Work item: Every line below should be set down exactly as it appears.

* * *

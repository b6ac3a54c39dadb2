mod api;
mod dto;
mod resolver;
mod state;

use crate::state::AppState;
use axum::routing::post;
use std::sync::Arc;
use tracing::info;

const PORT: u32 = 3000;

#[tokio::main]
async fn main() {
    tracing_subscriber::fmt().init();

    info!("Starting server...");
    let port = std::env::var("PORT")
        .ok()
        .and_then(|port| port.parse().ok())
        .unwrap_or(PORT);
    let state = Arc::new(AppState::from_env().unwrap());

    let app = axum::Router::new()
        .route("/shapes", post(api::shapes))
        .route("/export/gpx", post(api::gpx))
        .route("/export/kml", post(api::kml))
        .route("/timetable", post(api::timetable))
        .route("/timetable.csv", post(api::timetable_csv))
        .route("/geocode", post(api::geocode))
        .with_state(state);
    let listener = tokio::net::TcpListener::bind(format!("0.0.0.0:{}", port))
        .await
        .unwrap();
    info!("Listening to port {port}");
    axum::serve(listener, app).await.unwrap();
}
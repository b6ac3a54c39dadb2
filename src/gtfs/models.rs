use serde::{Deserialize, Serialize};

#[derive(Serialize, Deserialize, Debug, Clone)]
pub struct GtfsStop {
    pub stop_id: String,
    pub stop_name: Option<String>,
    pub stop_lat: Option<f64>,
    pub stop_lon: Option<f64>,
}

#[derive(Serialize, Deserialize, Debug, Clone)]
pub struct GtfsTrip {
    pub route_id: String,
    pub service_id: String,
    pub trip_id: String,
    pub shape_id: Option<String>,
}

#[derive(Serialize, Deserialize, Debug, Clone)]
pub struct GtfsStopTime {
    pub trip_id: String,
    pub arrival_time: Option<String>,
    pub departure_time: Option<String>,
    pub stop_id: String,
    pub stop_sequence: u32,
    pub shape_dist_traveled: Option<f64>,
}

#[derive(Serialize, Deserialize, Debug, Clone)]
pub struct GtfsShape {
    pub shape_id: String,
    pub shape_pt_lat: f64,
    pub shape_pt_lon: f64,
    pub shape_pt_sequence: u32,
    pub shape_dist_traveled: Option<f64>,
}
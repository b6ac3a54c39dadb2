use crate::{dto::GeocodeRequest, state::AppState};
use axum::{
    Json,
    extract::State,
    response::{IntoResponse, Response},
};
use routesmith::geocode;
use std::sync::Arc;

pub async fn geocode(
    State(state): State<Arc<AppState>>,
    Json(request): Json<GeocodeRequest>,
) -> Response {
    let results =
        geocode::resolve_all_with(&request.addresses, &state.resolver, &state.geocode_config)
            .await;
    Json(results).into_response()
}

* * *

Solved problem:
repository b6ac3a54c39dadb2
mod api;
mod dto;
mod resolver;
mod state;

use crate::state::AppState;
use axum::routing::post;
use std::sync::Arc;
use tracing::info;

const PORT: u32 = 3000;

#[tokio::main]
async fn main() {
    tracing_subscriber::fmt().init();

    info!("Starting server...");
    let port = std::env::var("PORT")
        .ok()
        .and_then(|port| port.parse().ok())
        .unwrap_or(PORT);
    let state = Arc::new(AppState::from_env().unwrap());

    let app = axum::Router::new()
        .route("/shapes", post(api::shapes))
        .route("/export/gpx", post(api::gpx))
        .route("/export/kml", post(api::kml))
        .route("/timetable", post(api::timetable))
        .route("/timetable.csv", post(api::timetable_csv))
        .route("/geocode", post(api::geocode))
        .with_state(state);
    let listener = tokio::net::TcpListener::bind(format!("0.0.0.0:{}", port))
        .await
        .unwrap();
    info!("Listening to port {port}");
    axum::serve(listener, app).await.unwrap();
}
repository b6ac3a54c39dadb2
filename src/gtfs/models.rs
use serde::{Deserialize, Serialize};

#[derive(Serialize, Deserialize, Debug, Clone)]
pub struct GtfsStop {
    pub stop_id: String,
    pub stop_name: Option<String>,
    pub stop_lat: Option<f64>,
    pub stop_lon: Option<f64>,
}

#[derive(Serialize, Deserialize, Debug, Clone)]
pub struct GtfsTrip {
    pub route_id: String,
    pub service_id: String,
    pub trip_id: String,
    pub shape_id: Option<String>,
}

#[derive(Serialize, Deserialize, Debug, Clone)]
pub struct GtfsStopTime {
    pub trip_id: String,
    pub arrival_time: Option<String>,
    pub departure_time: Option<String>,
    pub stop_id: String,
    pub stop_sequence: u32,
    pub shape_dist_traveled: Option<f64>,
}

#[derive(Serialize, Deserialize, Debug, Clone)]
pub struct GtfsShape {
    pub shape_id: String,
    pub shape_pt_lat: f64,
    pub shape_pt_lon: f64,
    pub shape_pt_sequence: u32,
    pub shape_dist_traveled: Option<f64>,
}
repository b6ac3a54c39dadb2
use crate::{dto::GeocodeRequest, state::AppState};
use axum::{
    Json,
    extract::State,
    response::{IntoResponse, Response},
};
use routesmith::geocode;
use std::sync::Arc;

pub async fn geocode(
    State(state): State<Arc<AppState>>,
    Json(request): Json<GeocodeRequest>,
) -> Response {
    let results =
        geocode::resolve_all_with(&request.addresses, &state.resolver, &state.geocode_config)
            .await;
    Json(results).into_response()
}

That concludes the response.